Saved data entries
○ ○ ○ ○
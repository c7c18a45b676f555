//! Drive the 8 APA102 pixels of a Pimoroni Blinkt over two plain output pins.
//!
//! There is no SPI peripheral involved: the data and clock lines are any two
//! `embedded-hal` [`OutputPin`](embedded_hal::digital::OutputPin)s and every
//! bit is clocked out by hand. A frame is 36 clock pulses to lock the chain,
//! 4 bytes per pixel (brightness header, blue, green, red), then 32 clock
//! pulses to latch it.
//!
//! Edits only change the in-memory strip. Nothing reaches the LEDs until a
//! push: either an edit made with `push = true`, [`StripDriver::turn_on`] /
//! [`StripDriver::turn_off`], or [`StripDriver::update_all`].
//!
//! This crate also implements the `SmartLedsWrite` trait so it works with
//! the `smart-leds` helpers.

#![cfg_attr(not(test), no_std)]

mod config;
mod driver;
mod encoder;
mod error;
mod line;
mod pixel;
mod strip;

pub use config::{BYTES_PER_PIXEL, LOCK_PULSES, LineConfig, LineId, PIXEL_COUNT, UNLOCK_PULSES};
pub use driver::StripDriver;
pub use encoder::{Frame, PAYLOAD_LEN, encode_frame, encode_pixel};
pub use error::{Error, Field, Result};
pub use line::LineSource;
pub use pixel::Pixel;
pub use strip::{Action, PixelIndex, StripState, Target};

pub use rgb::RGB8;
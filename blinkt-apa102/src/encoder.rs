//! APA102 wire format.
//!
//! Each pixel is four bytes: `0b111` followed by a 5-bit brightness, then
//! blue, green and red. A frame is the pixels in strip order, framed by raw
//! clock pulses instead of the usual zero start frame and `0xFF` end frame.

use crate::config::{BYTES_PER_PIXEL, LOCK_PULSES, PIXEL_COUNT, UNLOCK_PULSES};
use crate::pixel::Pixel;
use crate::strip::StripState;

/// Fixed top bits of the brightness header byte.
const HEADER_MARKER: u8 = 0b1110_0000;
/// Brightness field mask in the header byte.
const BRIGHTNESS_MASK: u8 = 0b0001_1111;
/// Largest brightness the 5-bit field can hold.
const BRIGHTNESS_STEPS: f32 = 31.0;
/// Size of the pixel payload of a frame.
pub const PAYLOAD_LEN: usize = PIXEL_COUNT * BYTES_PER_PIXEL;

/// Brightness quantized to the 5-bit field, rounding down.
#[inline(always)]
fn brightness_bits(brightness: f32) -> u8 {
    // float to int casts truncate, which is floor for the 0..=1 range
    (BRIGHTNESS_STEPS * brightness) as u8 & BRIGHTNESS_MASK
}

/// Encode a single pixel as header, blue, green, red.
pub fn encode_pixel(pixel: &Pixel) -> [u8; BYTES_PER_PIXEL] {
    [
        HEADER_MARKER | brightness_bits(pixel.brightness()),
        pixel.blue(),
        pixel.green(),
        pixel.red(),
    ]
}

/// Encode the whole strip into one transmission.
pub fn encode_frame(strip: &StripState) -> Frame {
    let mut payload = [0u8; PAYLOAD_LEN];
    for (pixel, bytes) in strip.iter().zip(payload.chunks_mut(BYTES_PER_PIXEL)) {
        bytes.copy_from_slice(&encode_pixel(pixel));
    }
    Frame { payload }
}

/// One full transmission: lock pulses, pixel payload, unlock pulses.
#[derive(Clone, Copy, Debug, PartialEq, Eq)]
#[cfg_attr(feature = "defmt", derive(defmt::Format))]
pub struct Frame {
    payload: [u8; PAYLOAD_LEN],
}

impl Frame {
    /// Clock pulses with data held low that open the frame.
    pub const LOCK_PULSES: usize = LOCK_PULSES;
    /// Clock pulses that close the frame and latch the colors.
    pub const UNLOCK_PULSES: usize = UNLOCK_PULSES;

    pub fn payload(&self) -> &[u8; PAYLOAD_LEN] {
        &self.payload
    }

    /// Total clock pulses the frame takes on the wire.
    pub const fn clock_pulses() -> usize {
        LOCK_PULSES + PAYLOAD_LEN * 8 + UNLOCK_PULSES
    }
}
○ ○ ○ ○
WORK ORDER: The expected answer is every line in the data above that carries the string "then".

YOUR RESPONSE:
//! 4 bytes per pixel (brightness header, blue, green, red), then 32 clock
//! Each pixel is four bytes: `0b111` followed by a 5-bit brightness, then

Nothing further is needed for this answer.